Several districts of Lumbini province experience wildfires every year. But the damage incurred by humans, wildlife and the environment remains largely unaddressed, with concerns about them fading out after the wildfire season ends.
In Nepal, the wildfire season starts in November-December and continues until the onset of monsoon, which arrives in the country around June.
Gulmi and Palpa are two of the worst-affected districts by wildfires in Lumbini province but neither of the districts adopts precautionary measures before the wildfire season begins. Nor do they equip themselves with the resources to fight fires and mitigate damage.

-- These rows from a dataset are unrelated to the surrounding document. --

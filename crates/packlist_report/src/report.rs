//! Run report models and mutable report builder.

use std::collections::BTreeMap;
use std::fmt;

use serde::Serialize;

/// One table that could not be turned into a sheet.
#[derive(Debug, Clone, PartialEq, Eq, Serialize)]
pub struct SpecTableFailure {
    /// Zero-based table index in sheet order.
    pub n_table_idx: usize,
    /// Error text.
    pub message: String,
}

/// Aggregate counters and diagnostics for one `generate_reports` run.
#[derive(Debug, Default, Clone, PartialEq, Serialize)]
pub struct ReportRun {
    /// Header occurrences found in the source sheet.
    pub cnt_tables_found: u64,
    /// Tables turned into report sheets.
    pub cnt_tables_generated: u64,
    /// Tables without data rows.
    pub cnt_tables_skipped: u64,
    /// Data rows across generated tables.
    pub cnt_data_rows: u64,
    /// Workbooks produced.
    pub cnt_artifacts: u64,
    /// Non-fatal warnings.
    pub warnings: Vec<String>,
    /// Per-table failures.
    pub failures: Vec<SpecTableFailure>,
}

impl ReportRun {
    pub fn failure_count(&self) -> usize {
        self.failures.len()
    }

    pub fn warning_count(&self) -> usize {
        self.warnings.len()
    }

    /// Machine-readable counters.
    pub fn to_dict(&self) -> BTreeMap<String, u64> {
        let mut dict_counts = BTreeMap::new();
        dict_counts.insert("cnt_tables_found".to_string(), self.cnt_tables_found);
        dict_counts.insert("cnt_tables_generated".to_string(), self.cnt_tables_generated);
        dict_counts.insert("cnt_tables_skipped".to_string(), self.cnt_tables_skipped);
        dict_counts.insert("cnt_tables_failed".to_string(), self.failure_count() as u64);
        dict_counts.insert("cnt_data_rows".to_string(), self.cnt_data_rows);
        dict_counts.insert("cnt_artifacts".to_string(), self.cnt_artifacts);
        dict_counts.insert("cnt_warnings".to_string(), self.warning_count() as u64);
        dict_counts
    }

    /// Human-readable one-line summary.
    pub fn format(&self, prefix: &str) -> String {
        let dict_counts = self.to_dict();
        format!(
            "{prefix} tables={} generated={} skipped={} failed={} rows={} artifacts={} warnings={}",
            dict_counts["cnt_tables_found"],
            dict_counts["cnt_tables_generated"],
            dict_counts["cnt_tables_skipped"],
            dict_counts["cnt_tables_failed"],
            dict_counts["cnt_data_rows"],
            dict_counts["cnt_artifacts"],
            dict_counts["cnt_warnings"]
        )
    }
}

impl fmt::Display for ReportRun {
    fn fmt(&self, f: &mut fmt::Formatter<'_>) -> fmt::Result {
        write!(f, "{}", self.format("[REPORT]"))
    }
}

/// Mutable accumulator for run statistics.
#[derive(Debug, Default, Clone)]
pub struct ReportRunBuilder {
    /// See [`ReportRun::cnt_tables_found`].
    pub cnt_tables_found: u64,
    /// See [`ReportRun::cnt_tables_generated`].
    pub cnt_tables_generated: u64,
    /// See [`ReportRun::cnt_tables_skipped`].
    pub cnt_tables_skipped: u64,
    /// See [`ReportRun::cnt_data_rows`].
    pub cnt_data_rows: u64,
    /// See [`ReportRun::cnt_artifacts`].
    pub cnt_artifacts: u64,
    /// See [`ReportRun::warnings`].
    pub warnings: Vec<String>,
    /// See [`ReportRun::failures`].
    pub failures: Vec<SpecTableFailure>,
}

impl ReportRunBuilder {
    pub fn add_tables_found(&mut self, value: u64) {
        self.cnt_tables_found += value;
    }

    /// Count one generated table and its data rows.
    pub fn add_generated(&mut self, n_data_rows: usize) {
        self.cnt_tables_generated += 1;
        self.cnt_data_rows += n_data_rows as u64;
    }

    pub fn add_skipped(&mut self) {
        self.cnt_tables_skipped += 1;
    }

    pub fn add_artifacts(&mut self, value: u64) {
        self.cnt_artifacts += value;
    }

    pub fn add_warning(&mut self, warning: String) {
        self.warnings.push(warning);
    }

    /// Add one table-scoped failure.
    pub fn add_failure(&mut self, n_table_idx: usize, message: String) {
        self.failures.push(SpecTableFailure {
            n_table_idx,
            message,
        });
    }

    /// Finalize builder into immutable report.
    pub fn build(self) -> ReportRun {
        ReportRun {
            cnt_tables_found: self.cnt_tables_found,
            cnt_tables_generated: self.cnt_tables_generated,
            cnt_tables_skipped: self.cnt_tables_skipped,
            cnt_data_rows: self.cnt_data_rows,
            cnt_artifacts: self.cnt_artifacts,
            warnings: self.warnings,
            failures: self.failures,
        }
    }
}

#[cfg(test)]
mod tests {
    use super::*;

    #[test]
    fn report_run_to_dict_and_format() {
        let mut builder = ReportRunBuilder::default();
        builder.add_tables_found(3);
        builder.add_generated(5);
        builder.add_generated(2);
        builder.add_skipped();
        builder.add_artifacts(3);
        builder.add_warning("w".to_string());
        let report = builder.build();

        let dict_counts = report.to_dict();
        assert_eq!(dict_counts["cnt_tables_found"], 3);
        assert_eq!(dict_counts["cnt_tables_generated"], 2);
        assert_eq!(dict_counts["cnt_data_rows"], 7);
        assert_eq!(dict_counts["cnt_tables_failed"], 0);

        let txt = report.format("[REPORT]");
        assert_eq!(
            txt,
            "[REPORT] tables=3 generated=2 skipped=1 failed=0 rows=7 artifacts=3 warnings=1"
        );
        assert_eq!(report.to_string(), txt);
    }
}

Every district has a natural disaster management committee and a similar committee in each local unit. These committees have formulated work plans to prevent and control wildfires and mitigate the damage but such plans are rarely implemented.
“The disaster management committee formulates work plans in each local unit,” said Narayan Dev Bhattarai, chief of the Division Forest Office in Palpa. “But they do not invest in equipment needed to prevent and contain forest fires.”
However, it is not just the disaster management committees that are responsible to prevent and control forest fires. The government authorities—Division Forest Office, Forest Consumers’ Committee, security agencies and local units—also shoulder the responsibility to keep wildfires in check. But the lack of coordination and shifting of the blame between these authorities results in a slipshod approach to wildfires.
Each district has a community forest consumers’ committee formed specifically for the conservation of forests. The committee is mandated by law to allocate 35 percent of its annual budget for forest conservation.
“But the forest consumers’ committee does not play an active role when it comes to controlling wildfires and forest conservation,” said Prem Shrestha, chairman of Tinau Rural Municipality. “Our local unit also has a forest coordination committee. We need to ensure that the committee fulfils its roles towards forest conservation effectively.”
Several community forests in Tansen Municipality and Tinau Rural Municipality in Palpa witness forest fires every year. This year, wildfires are being reported from various forests in Rainadevi Chhahara, Ribdikot, Rambha, Mathagadhi, Nisdi, Purbakhola and Baganaskali rural municipalities too.
According to the Division Forest Office, this year, wildfires have ravaged forests in more than 60 places in Palpa, a hill district of Lumbini Province. The wildfires in Pipaldanda of Rambha Rural Municipality entered the settlement and destroyed two houses and three animal sheds last week. Some forest fires are still active, said Bhattarai.
The people’s representatives in the affected local units say the local units haven’t been able to play an effective role in preventing and controlling forest fires due to the lack of trained human resources, fire engines and other firefighting tools and equipment.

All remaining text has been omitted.